In Objective-C, is there any difference between n++ and ++n (eg. used in a for loop)?
++n; increments the value of n before the expression is evaluated.
n++; increments the value of n after the expression is evaluated.
So compare the results of this
int n = 41;
int o = ++n; //n = 42, o = 42
with the results of this:
int n = 41;
int o = n++; //n = 42, o = 41
In the case of loops:
for (int i = 0; i < j; i++) {/*...*/}
however it doesn't make any difference, unless you had something like this:
for (int i = 0; i < j; x = i++) {/*...*/}
or this:
for (int i = 0; i < j; x = ++i) {/*...*/}
One could say:
It doesn't matter whether to use n++ or ++n as long as no second (related) variable is modified (based on n) within the same expression.

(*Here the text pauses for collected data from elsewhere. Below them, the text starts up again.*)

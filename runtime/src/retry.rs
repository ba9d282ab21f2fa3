//! Retry logic with exponential backoff for handling transient failures.
//!
//! Both sides of the bus use the same policy type: the change publisher
//! retries transient bus errors, and the change subscriber re-processes a
//! record whose downstream store was unreachable.
//!
//! # Example
//!
//! ```rust
//! use baggage_tracker_runtime::retry::{RetryPolicy, retry_with_predicate};
//! use std::time::Duration;
//!
//! # async fn example() -> Result<(), String> {
//! let policy = RetryPolicy::builder()
//!     .max_attempts(5)
//!     .initial_delay(Duration::from_millis(200))
//!     .max_delay(Duration::from_secs(5))
//!     .multiplier(2.0)
//!     .build();
//!
//! let value = retry_with_predicate(
//!     &policy,
//!     || async { Ok::<_, String>(42) },
//!     |err: &String| err.contains("transient"),
//! )
//! .await?;
//! assert_eq!(value, 42);
//! # Ok(())
//! # }
//! ```

use rand::Rng;
use std::time::Duration;
use tokio::time::sleep;

/// Retry policy configuration for exponential backoff.
///
/// # Default Values
///
/// - `max_attempts`: 5 (first try included)
/// - `initial_delay`: 200ms
/// - `max_delay`: 5 seconds
/// - `multiplier`: 2.0 (delay doubles each retry)
/// - `jitter`: off
#[derive(Debug, Clone, PartialEq)]
pub struct RetryPolicy {
    /// Maximum number of attempts, including the first one
    pub max_attempts: u32,
    /// Delay before the first retry
    pub initial_delay: Duration,
    /// Maximum delay between retries (cap for exponential backoff)
    pub max_delay: Duration,
    /// Multiplier for exponential backoff
    pub multiplier: f64,
    /// Randomize each delay into `[delay / 2, delay]`
    pub jitter: bool,
}

impl Default for RetryPolicy {
    fn default() -> Self {
        Self::builder().build()
    }
}

impl RetryPolicy {
    /// Create a new policy builder.
    #[must_use]
    pub const fn builder() -> RetryPolicyBuilder {
        RetryPolicyBuilder {
            max_attempts: None,
            initial_delay: None,
            max_delay: None,
            multiplier: None,
            jitter: false,
        }
    }

    /// Delay before retry number `retry` (0 for the first retry).
    ///
    /// `initial_delay * multiplier ^ retry`, capped at `max_delay`.
    #[must_use]
    pub fn delay_for_attempt(&self, retry: u32) -> Duration {
        let exponent = i32::try_from(retry).unwrap_or(i32::MAX);
        let secs = self.initial_delay.as_secs_f64() * self.multiplier.powi(exponent);

        let delay = if !secs.is_finite() || secs >= self.max_delay.as_secs_f64() {
            self.max_delay
        } else {
            Duration::from_secs_f64(secs.max(0.0))
        };

        if self.jitter {
            let full = u64::try_from(delay.as_millis()).unwrap_or(u64::MAX);
            Duration::from_millis(rand::thread_rng().gen_range(full / 2..=full))
        } else {
            delay
        }
    }

    /// Whether another attempt is allowed after `attempts` have been made.
    #[must_use]
    pub const fn allows_another(&self, attempts: u32) -> bool {
        attempts < self.max_attempts
    }
}

/// Builder for [`RetryPolicy`].
#[derive(Debug, Clone)]
pub struct RetryPolicyBuilder {
    max_attempts: Option<u32>,
    initial_delay: Option<Duration>,
    max_delay: Option<Duration>,
    multiplier: Option<f64>,
    jitter: bool,
}

impl RetryPolicyBuilder {
    /// Set the maximum number of attempts (first try included).
    #[must_use]
    pub const fn max_attempts(mut self, max_attempts: u32) -> Self {
        self.max_attempts = Some(max_attempts);
        self
    }

    /// Set delay before the first retry.
    #[must_use]
    pub const fn initial_delay(mut self, delay: Duration) -> Self {
        self.initial_delay = Some(delay);
        self
    }

    /// Set maximum delay (cap for exponential backoff).
    #[must_use]
    pub const fn max_delay(mut self, delay: Duration) -> Self {
        self.max_delay = Some(delay);
        self
    }

    /// Set multiplier for exponential backoff.
    #[must_use]
    pub const fn multiplier(mut self, multiplier: f64) -> Self {
        self.multiplier = Some(multiplier);
        self
    }

    /// Randomize delays.
    #[must_use]
    pub const fn jitter(mut self, jitter: bool) -> Self {
        self.jitter = jitter;
        self
    }

    /// Build the [`RetryPolicy`].
    #[must_use]
    pub fn build(self) -> RetryPolicy {
        RetryPolicy {
            max_attempts: self.max_attempts.unwrap_or(5).max(1),
            initial_delay: self.initial_delay.unwrap_or(Duration::from_millis(200)),
            max_delay: self.max_delay.unwrap_or(Duration::from_secs(5)),
            multiplier: self.multiplier.unwrap_or(2.0),
            jitter: self.jitter,
        }
    }
}

/// Retry an async operation while `is_retryable` accepts its error.
///
/// Non-retryable errors are returned immediately. Once `max_attempts` is
/// reached the last error is returned.
///
/// # Errors
///
/// The error of the final attempt.
pub async fn retry_with_predicate<F, Fut, T, E, P>(
    policy: &RetryPolicy,
    mut operation: F,
    is_retryable: P,
) -> Result<T, E>
where
    F: FnMut() -> Fut,
    Fut: std::future::Future<Output = Result<T, E>>,
    E: std::fmt::Display,
    P: Fn(&E) -> bool,
{
    let mut attempt = 1;

    loop {
        match operation().await {
            Ok(result) => {
                if attempt > 1 {
                    tracing::info!(attempt, "Operation succeeded after retry");
                }
                return Ok(result);
            }
            Err(err) => {
                if !is_retryable(&err) {
                    tracing::warn!(error = %err, "Error is not retryable, failing immediately");
                    return Err(err);
                }

                if !policy.allows_another(attempt) {
                    tracing::error!(attempt, error = %err, "Operation failed after max attempts");
                    return Err(err);
                }

                let delay = policy.delay_for_attempt(attempt - 1);
                tracing::warn!(
                    attempt,
                    delay_ms = delay.as_millis(),
                    error = %err,
                    "Operation failed, retrying..."
                );

                sleep(delay).await;
                attempt += 1;
            }
        }
    }
}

The same rules apply to --n; and n--;, obviously.
++n increments the value before it's used (pre-increment) and n++ increments after (post-increment).
In the context of a for loop, there is no observable difference, as the increment is applied after the code in the loop has been executed.
++n and n++ differ in what the expression evaluates to. An example:
int n = 0;
NSLog(#"%d", n); // 0
NSLog(#"%d", n++); // still 0, increments afterwards
NSLog(#"%d", n); // 1
NSLog(#"%d", ++n); // 2, because it increments first
NSLog(#"%d", n); // 2
In a loop it wont make a difference. Some people say ++n is faster though
In Scott Meyers "More Effective C++" Book he makes a very rational case for preferring prefix increment to postfix increment. In a nutshell, in that language due to operator overloading facilities prefix increment is almost always faster. Objective C doesn't support overloaded operators but if you have or ever will do any C++ or Objective-C++ programming then preferring prefix increment is a good habit to get into.
Remember that most of the time ++n looks like:
n = n + 1
[do something with n]
Whereas n++ looks like (if used as intended):
register A = n; // copy n
[do something with n]
n = A + 1;
As you can see the postfix case has more instructions. In simple for loops most compilers are smart enough to avoid the copy if it's obvious that the pre-increment n isn't going to be used but that case devolves to the prefix case.
I Hope this makes sense. In summary you should use prefix unless you really want the "side-effect" behavior of evaluate then increment that you get from the postfix version.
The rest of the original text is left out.